Last Friday, Judge Haywood S. Gilliam opined on a motion to compel arbitration and dismiss a complaint filed by ticket purchasers concerning StubHub’s refund policy for events affected by the COVID-19 pandemic. The 11-page ruling denied both, finding that StubHub failed to carry its burdens while expressing exasperation that “years after this case was filed, it remains mired in litigation regarding the pleadings.”
The consumer lawsuit alleges that StubHub misrepresented its refund policy by, in March 2020, failing to explain that it would no longer offer a money back guarantee, but instead would give purchasers a 120% credit in the event of show cancellation. The users allege breach of contract and violations of various California consumer protection statutes.
Last November, the court ruled that the plaintiffs who purchased event tickets using a web browser were on notice of StubHub’s arbitration provision, compelling them to arbitration, but not those who used the mobile app. StubHub has since renewed its motion to compel arbitration and to dismiss most causes of action as deficiently pleaded.

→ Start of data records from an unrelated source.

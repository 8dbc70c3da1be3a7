use clap::Parser;

use crate::{cli::TariffArgs, prelude::*, tables::build_rate_table};

#[derive(Parser)]
pub struct PlanArgs {
    #[clap(flatten)]
    pub tariff: TariffArgs,
}

impl PlanArgs {
    pub fn run(&self) -> Result {
        let rate_table = self.tariff.load()?;
        println!("{}", build_rate_table(&rate_table));
        Ok(())
    }
}
use chrono::{DateTime, TimeZone};

use crate::{
    engine::{
        accumulator::{PeriodAccumulator, Periods, Totals},
        period::PeriodKind,
        state::{AccumulationState, Sample},
    },
    prelude::*,
    quantity::{Quantity, power::Watts},
    store::Blob,
};

const PREVIOUS_MONTH: &str = "previous_month";
const PREVIOUS_POWER: &str = "previous_power";
const PREVIOUS_TIMESTAMP: &str = "previous_timestamp";

impl<Tz: TimeZone> AccumulationState<Tz> {
    pub fn to_blob(&self) -> Blob {
        let mut blob = Blob::default();
        for (kind, accumulator) in self.periods.iter() {
            insert_totals(&mut blob, kind.key(), accumulator.totals);
            blob.insert(format!("{}_start", kind.key()), accumulator.start.fixed_offset().to_rfc3339());
        }
        insert_totals(&mut blob, PREVIOUS_MONTH, self.previous_month);
        if let Some(last_sample) = &self.last_sample {
            blob.insert(PREVIOUS_POWER, last_sample.power.0);
            blob.insert(PREVIOUS_TIMESTAMP, last_sample.timestamp.fixed_offset().to_rfc3339());
        }
        blob
    }

    /// Rebuild the state persisted by [`AccumulationState::to_blob`].
    ///
    /// Each accumulator is restored only if it is anchored at the period containing `now`,
    /// otherwise it starts from zero. The previous month and the last sample are always restored.
    pub fn restored(blob: &Blob, now: &DateTime<Tz>) -> Self {
        let mut periods = Periods::starting_at(now);
        for kind in PeriodKind::ALL {
            match restore_accumulator(blob, kind, now) {
                Some(accumulator) => {
                    debug!(%kind, energy = ?accumulator.totals.energy, "restored");
                    periods[kind] = accumulator;
                }
                None => {
                    info!(%kind, "the persisted period has expired or is missing, starting from zero");
                }
            }
        }
        let previous_month = get_totals(blob, PREVIOUS_MONTH).unwrap_or_default();
        let last_sample = blob
            .get_f64(PREVIOUS_POWER)
            .zip(get_timestamp(blob, PREVIOUS_TIMESTAMP, &now.timezone()))
            .map(|(power, timestamp)| Sample { power: Watts(power), timestamp });
        Self { last_sample, periods, previous_month }
    }
}

fn restore_accumulator<Tz: TimeZone>(
    blob: &Blob,
    kind: PeriodKind,
    now: &DateTime<Tz>,
) -> Option<PeriodAccumulator<Tz>> {
    let start = get_timestamp(blob, &format!("{}_start", kind.key()), &now.timezone())?;
    if start != kind.anchor(now) {
        return None;
    }
    let totals = get_totals(blob, kind.key())?;
    Some(PeriodAccumulator { totals, start })
}

fn insert_totals(blob: &mut Blob, prefix: &str, totals: Totals) {
    blob.insert(format!("{prefix}_energy"), totals.energy.0);
    blob.insert(format!("{prefix}_cost"), totals.cost.0);
}

fn get_totals(blob: &Blob, prefix: &str) -> Option<Totals> {
    Some(Totals {
        energy: Quantity(blob.get_f64(&format!("{prefix}_energy"))?),
        cost: Quantity(blob.get_f64(&format!("{prefix}_cost"))?),
    })
}

fn get_timestamp<Tz: TimeZone>(blob: &Blob, key: &str, timezone: &Tz) -> Option<DateTime<Tz>> {
    let value = blob.get_str(key)?;
    match DateTime::parse_from_rfc3339(value) {
        Ok(timestamp) => Some(timestamp.with_timezone(timezone)),
        Err(error) => {
            warn!(key, value, "malformed timestamp: {error:#}");
            None
        }
    }
}
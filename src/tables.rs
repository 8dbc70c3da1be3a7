use comfy_table::{Attribute, Cell, CellAlignment, Color, Table, modifiers, presets};
use itertools::Itertools;

use crate::{
    engine::{period::PeriodKind, snapshot::Snapshot},
    tariff::{RateTable, Tier, day::DayRule},
};

fn new_table() -> Table {
    let mut table = Table::new();
    table
        .load_preset(presets::UTF8_FULL_CONDENSED)
        .apply_modifier(modifiers::UTF8_ROUND_CORNERS)
        .enforce_styling();
    table
}

pub fn build_rate_table(rate_table: &RateTable) -> Table {
    let mut table = new_table();
    table.set_header(vec!["Season", "Months", "Days", "Period", "Start", "End", "Rate"]);
    for (name, season) in rate_table.seasons() {
        let months = season.months.iter().join(", ");
        let day_rules = [("Weekdays", season.weekday.as_ref()), ("Weekends", season.weekend.as_ref())];
        if day_rules.iter().all(|(_, day_rule)| day_rule.is_none()) {
            table.add_row(tier_row(name, &months, "All", &season.fallback, None));
            continue;
        }
        for (days, day_rule) in day_rules {
            let Some(day_rule) = day_rule else {
                continue;
            };
            add_day_rows(&mut table, name, &months, days, day_rule);
        }
    }
    table
}

fn add_day_rows(table: &mut Table, season: &str, months: &str, days: &str, day_rule: &DayRule) {
    for window in &day_rule.windows {
        let start = window.start.format("%H:%M").to_string();
        let end = window.end.format("%H:%M").to_string();
        table.add_row(tier_row(season, months, days, &window.tier, Some((start, end))));
    }
    table.add_row(tier_row(season, months, days, &day_rule.default, None));
}

fn tier_row(
    season: &str,
    months: &str,
    days: &str,
    tier: &Tier,
    window: Option<(String, String)>,
) -> Vec<Cell> {
    let (start, end) = window.unwrap_or_else(|| ("*".to_string(), "*".to_string()));
    vec![
        Cell::new(season),
        Cell::new(months).add_attribute(Attribute::Dim),
        Cell::new(days),
        Cell::new(&tier.label),
        Cell::new(start),
        Cell::new(end).add_attribute(Attribute::Dim),
        Cell::new(tier.rate).set_alignment(CellAlignment::Right),
    ]
}

pub fn build_snapshot_table(snapshot: &Snapshot) -> Table {
    let mut table = new_table();
    table.set_header(vec!["Period", "Energy", "Cost"]);
    for kind in PeriodKind::ALL {
        let totals = snapshot.totals(kind);
        let name = if snapshot.rolled_over.contains(kind) {
            Cell::new(kind).fg(Color::Green)
        } else {
            Cell::new(kind)
        };
        table.add_row(vec![
            name,
            Cell::new(totals.energy).set_alignment(CellAlignment::Right),
            Cell::new(totals.cost).set_alignment(CellAlignment::Right),
        ]);
    }
    table.add_row(vec![
        Cell::new("previous month").add_attribute(Attribute::Dim),
        Cell::new(snapshot.previous_month.energy).set_alignment(CellAlignment::Right),
        Cell::new(snapshot.previous_month.cost).set_alignment(CellAlignment::Right),
    ]);
    table
}
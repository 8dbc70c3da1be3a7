use std::{path::PathBuf, pin::pin, time::Duration};

use bon::Builder;
use chrono::Local;
use clap::Parser;
use tokio::{
    select,
    signal,
    time::{MissedTickBehavior, interval},
};

use crate::{
    api::home_assistant,
    cli::{HomeAssistantConnectionArgs, TariffArgs},
    engine::{Engine, period::PeriodKind},
    prelude::*,
    sensor::StateCache,
    store::JsonFileStore,
    tables::build_snapshot_table,
};

#[derive(Parser)]
pub struct TrackArgs {
    /// Identity of the tracked entry, the persisted state is keyed by it.
    #[clap(long, env = "ENTRY_ID", default_value = "default")]
    entry_id: String,

    /// Directory to keep the persisted state in.
    #[clap(long, env = "STATE_DIR", default_value = ".")]
    state_dir: PathBuf,

    /// Power sensor entity ID, in watts. Repeat or separate by commas for several sensors.
    #[clap(long = "power-sensor", env = "POWER_SENSORS", value_delimiter = ',', required = true)]
    power_sensors: Vec<String>,

    #[clap(long, env = "UPDATE_INTERVAL", default_value = "30s")]
    update_interval: humantime::Duration,

    #[clap(flatten)]
    tariff: TariffArgs,

    #[clap(flatten)]
    home_assistant: HomeAssistantConnectionArgs,
}

impl TrackArgs {
    pub async fn run(self) -> Result {
        let engine = Engine::new(
            &self.entry_id,
            self.tariff.load()?,
            self.power_sensors,
            JsonFileStore::new(self.state_dir),
        );
        Tracker::builder()
            .api(self.home_assistant.connect()?)
            .engine(engine)
            .interval(self.update_interval)
            .build()
            .run()
            .await
    }
}

#[derive(Builder)]
struct Tracker {
    api: home_assistant::Api,
    engine: Engine<JsonFileStore>,

    #[builder(into)]
    interval: Duration,
}

impl Tracker {
    /// Tick until Ctrl+C, which is only handled in between the ticks.
    async fn run(mut self) -> Result {
        let mut interval = interval(self.interval);
        interval.set_missed_tick_behavior(MissedTickBehavior::Delay);
        let mut ctrl_c = pin!(signal::ctrl_c());

        loop {
            select! {
                _ = interval.tick() => {}
                result = &mut ctrl_c => {
                    result?;
                    info!("stopping…");
                    return Ok(());
                }
            }
            self.tick().await;
        }
    }

    async fn tick(&mut self) {
        let states = self.api.get_states().await.unwrap_or_else(|error| {
            warn!("failed to fetch the sensor states: {error:#}");
            StateCache::new()
        });

        // Failed ticks are logged by the engine, and the next tick is the retry.
        let Ok(snapshot) = self.engine.tick(Local::now(), &states).await else {
            return;
        };
        info!(
            total_power = ?snapshot.total_power,
            rate_period = %snapshot.rate_period,
            rate = %snapshot.current_rate,
            cost_rate = %snapshot.cost_rate,
            today = %snapshot.daily.cost,
            "updated",
        );
        match serde_json::to_string(&snapshot) {
            Ok(json) => debug!(snapshot = %json),
            Err(error) => warn!("failed to serialize the snapshot: {error:#}"),
        }
        if snapshot.rolled_over.contains(PeriodKind::Day) {
            println!("{}", build_snapshot_table(&snapshot));
        }
    }
}
use std::{
    fmt::{Debug, Display, Formatter},
    ops::Mul,
};

use crate::quantity::{Quantity, cost::Cost, rate::KilowattHourRate};

pub type KilowattHours = Quantity<1, 1, 0>;

impl Display for KilowattHours {
    fn fmt(&self, f: &mut Formatter<'_>) -> std::fmt::Result {
        write!(f, "{:.3} kWh", self.0)
    }
}

impl Debug for KilowattHours {
    fn fmt(&self, f: &mut Formatter<'_>) -> std::fmt::Result {
        write!(f, "{:.3}kWh", self.0)
    }
}

impl Mul<KilowattHourRate> for KilowattHours {
    type Output = Cost;

    fn mul(self, rhs: KilowattHourRate) -> Self::Output {
        Quantity(self.0 * rhs.0)
    }
}
use std::ops::{Index, IndexMut};

use chrono::{DateTime, TimeZone};
use enumset::EnumSet;
use serde::Serialize;

use crate::{
    engine::period::PeriodKind,
    prelude::*,
    quantity::{cost::Cost, energy::KilowattHours},
};

#[must_use]
#[derive(Copy, Clone, Debug, Default, PartialEq, Serialize, derive_more::AddAssign)]
pub struct Totals {
    #[serde(rename = "energy_kwh")]
    pub energy: KilowattHours,

    pub cost: Cost,
}

impl Totals {
    pub const ZERO: Self = Self { energy: KilowattHours::ZERO, cost: Cost::ZERO };
}

/// Running totals of the current instance of a period.
#[must_use]
#[derive(Clone, Debug, PartialEq)]
pub struct PeriodAccumulator<Tz: TimeZone> {
    pub totals: Totals,

    /// Anchor of the period instance the totals belong to.
    pub start: DateTime<Tz>,
}

impl<Tz: TimeZone> PeriodAccumulator<Tz> {
    pub fn new(start: DateTime<Tz>) -> Self {
        Self { totals: Totals::ZERO, start }
    }

    /// Reset the totals if `now` belongs to a later period instance.
    ///
    /// Returns the totals from before the reset.
    pub fn roll_over(&mut self, kind: PeriodKind, now: &DateTime<Tz>) -> Option<Totals> {
        let anchor = kind.anchor(now);
        if anchor <= self.start {
            return None;
        }
        let previous = std::mem::replace(&mut self.totals, Totals::ZERO);
        if kind == PeriodKind::Hour {
            debug!(%kind, energy = ?previous.energy, cost = ?previous.cost, "period reset");
        } else {
            info!(%kind, energy = ?previous.energy, cost = ?previous.cost, "period reset");
        }
        self.start = anchor;
        Some(previous)
    }
}

/// Accumulators for every period kind.
#[must_use]
#[derive(Clone, Debug, PartialEq)]
pub struct Periods<Tz: TimeZone>([PeriodAccumulator<Tz>; 5]);

impl<Tz: TimeZone> Periods<Tz> {
    /// Zero totals anchored at the periods containing `now`.
    pub fn starting_at(now: &DateTime<Tz>) -> Self {
        Self(PeriodKind::ALL.map(|kind| PeriodAccumulator::new(kind.anchor(now))))
    }

    pub fn iter(&self) -> impl Iterator<Item = (PeriodKind, &PeriodAccumulator<Tz>)> {
        PeriodKind::ALL.into_iter().zip(&self.0)
    }

    /// Roll over every period whose boundary has been crossed,
    /// and return the kinds that rolled over along with their final totals.
    pub fn roll_over(&mut self, now: &DateTime<Tz>) -> Vec<(PeriodKind, Totals)> {
        PeriodKind::ALL
            .into_iter()
            .filter_map(|kind| self[kind].roll_over(kind, now).map(|totals| (kind, totals)))
            .collect()
    }

    pub fn add(&mut self, delta: Totals) {
        for accumulator in &mut self.0 {
            accumulator.totals += delta;
        }
    }

    pub fn totals(&self, kind: PeriodKind) -> Totals {
        self[kind].totals
    }
}

impl<Tz: TimeZone> Index<PeriodKind> for Periods<Tz> {
    type Output = PeriodAccumulator<Tz>;

    fn index(&self, kind: PeriodKind) -> &Self::Output {
        &self.0[kind.index()]
    }
}

impl<Tz: TimeZone> IndexMut<PeriodKind> for Periods<Tz> {
    fn index_mut(&mut self, kind: PeriodKind) -> &mut Self::Output {
        &mut self.0[kind.index()]
    }
}

/// Collect the rolled-over kinds for the snapshot.
pub fn kinds(rolled_over: &[(PeriodKind, Totals)]) -> EnumSet<PeriodKind> {
    rolled_over.iter().map(|(kind, _)| *kind).collect()
}
use std::fmt::{Debug, Display, Formatter};

use crate::quantity::Quantity;

/// Dollars per kilowatt-hour.
pub type KilowattHourRate = Quantity<-1, -1, 1>;

impl Display for KilowattHourRate {
    fn fmt(&self, f: &mut Formatter<'_>) -> std::fmt::Result {
        write!(f, "${:.3}/kWh", self.0)
    }
}

impl Debug for KilowattHourRate {
    fn fmt(&self, f: &mut Formatter<'_>) -> std::fmt::Result {
        write!(f, "${}/kWh", self.0)
    }
}
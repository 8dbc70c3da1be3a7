use std::fmt::{Display, Formatter};

use crate::{
    prelude::*,
    tariff::{RateTable, config::RateTableConfig},
};

/// Built-in rate plans.
#[derive(Debug, clap::ValueEnum, enumset::EnumSetType)]
pub enum RatePlan {
    /// Summer weekday peak 2–7 PM, flat rate outside of summer.
    SummerTou,

    /// Weekday peak 2–7 PM all year round, placeholder rates.
    SmartHours,

    /// Super off-peak overnight and on weekends, peak on weekday afternoons.
    NighttimeSavers,
}

impl Display for RatePlan {
    fn fmt(&self, f: &mut Formatter<'_>) -> std::fmt::Result {
        match self {
            Self::SummerTou => write!(f, "Summer Time-of-Use"),
            Self::SmartHours => write!(f, "Smart Hours"),
            Self::NighttimeSavers => write!(f, "Nighttime Savers"),
        }
    }
}

impl RatePlan {
    const fn toml(self) -> &'static str {
        match self {
            Self::SummerTou => include_str!("presets/summer-tou.toml"),
            Self::SmartHours => include_str!("presets/smart-hours.toml"),
            Self::NighttimeSavers => include_str!("presets/nighttime-savers.toml"),
        }
    }

    pub fn rate_table(self) -> Result<RateTable> {
        RateTableConfig::from_toml(self.toml())
            .and_then(RateTable::try_from)
            .with_context(|| format!("invalid preset `{self}`"))
    }
}

#[cfg(test)]
mod tests {
    use chrono::NaiveDate;
    use enumset::EnumSet;

    use super::*;
    use crate::quantity::rate::KilowattHourRate;

    #[test]
    fn test_all_presets_are_valid() -> Result {
        for plan in EnumSet::<RatePlan>::all() {
            let table = plan.rate_table()?;
            assert_eq!(table.seasons().count(), 2, "{plan}");
        }
        Ok(())
    }

    #[test]
    fn test_nighttime_savers_tiers() -> Result {
        let table = RatePlan::NighttimeSavers.rate_table()?;
        let tuesday = NaiveDate::from_ymd_opt(2025, 1, 14).unwrap();

        let price = table.resolve(tuesday.and_hms_opt(3, 0, 0).unwrap());
        assert_eq!((price.rate, price.label), (KilowattHourRate::from(0.141), "Super Off-Peak"));

        let price = table.resolve(tuesday.and_hms_opt(10, 0, 0).unwrap());
        assert_eq!((price.rate, price.label), (KilowattHourRate::from(0.168), "Off-Peak"));

        let price = table.resolve(tuesday.and_hms_opt(16, 0, 0).unwrap());
        assert_eq!((price.rate, price.label), (KilowattHourRate::from(0.169), "On-Peak"));

        // The last window ends at 23:59, the final minute is off-peak:
        let price = table.resolve(tuesday.and_hms_opt(23, 59, 30).unwrap());
        assert_eq!(price.label, "Off-Peak");
        Ok(())
    }

    #[test]
    fn test_smart_hours_winter_peak() -> Result {
        let table = RatePlan::SmartHours.rate_table()?;
        let wednesday = NaiveDate::from_ymd_opt(2025, 1, 15).unwrap().and_hms_opt(15, 0, 0).unwrap();
        assert_eq!(table.resolve(wednesday).label, "Peak");
        assert_eq!(table.season_name(wednesday), "Winter");
        Ok(())
    }
}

In last week’s opinion, Judge Gilliam once again determined that StubHub failed to produce evidence showing that the plaintiffs assented to the arbitration agreement when they purchased tickets on the app. The court considered arguments that the plaintiffs agreed either before or after their ticket purchase to arbitrate their claims, but declined them as unsupported.
As to the defendant’s dismissal bid, the court left all challenged claims in place noting that the briefing of this motion and others have been plagued with “inefficient tactics.” Judge Gilliam opined that some of StubHub’s arguments were premature in view of the fact that at the pleading stage, the court must accept every allegation as true.
StubHub also challenged the plaintiffs’ standing for failing to plead that they relied on misrepresentation about the ticket seller’s refund policy in their state statutory claims. The court overrode that objection, citing allegations that the plaintiffs relied on and were misled by the company’s prior representations that they would receive a cash refund for canceled events.
In closing, the court implored the parties “to work together efficiently and cooperatively to move this case forward.”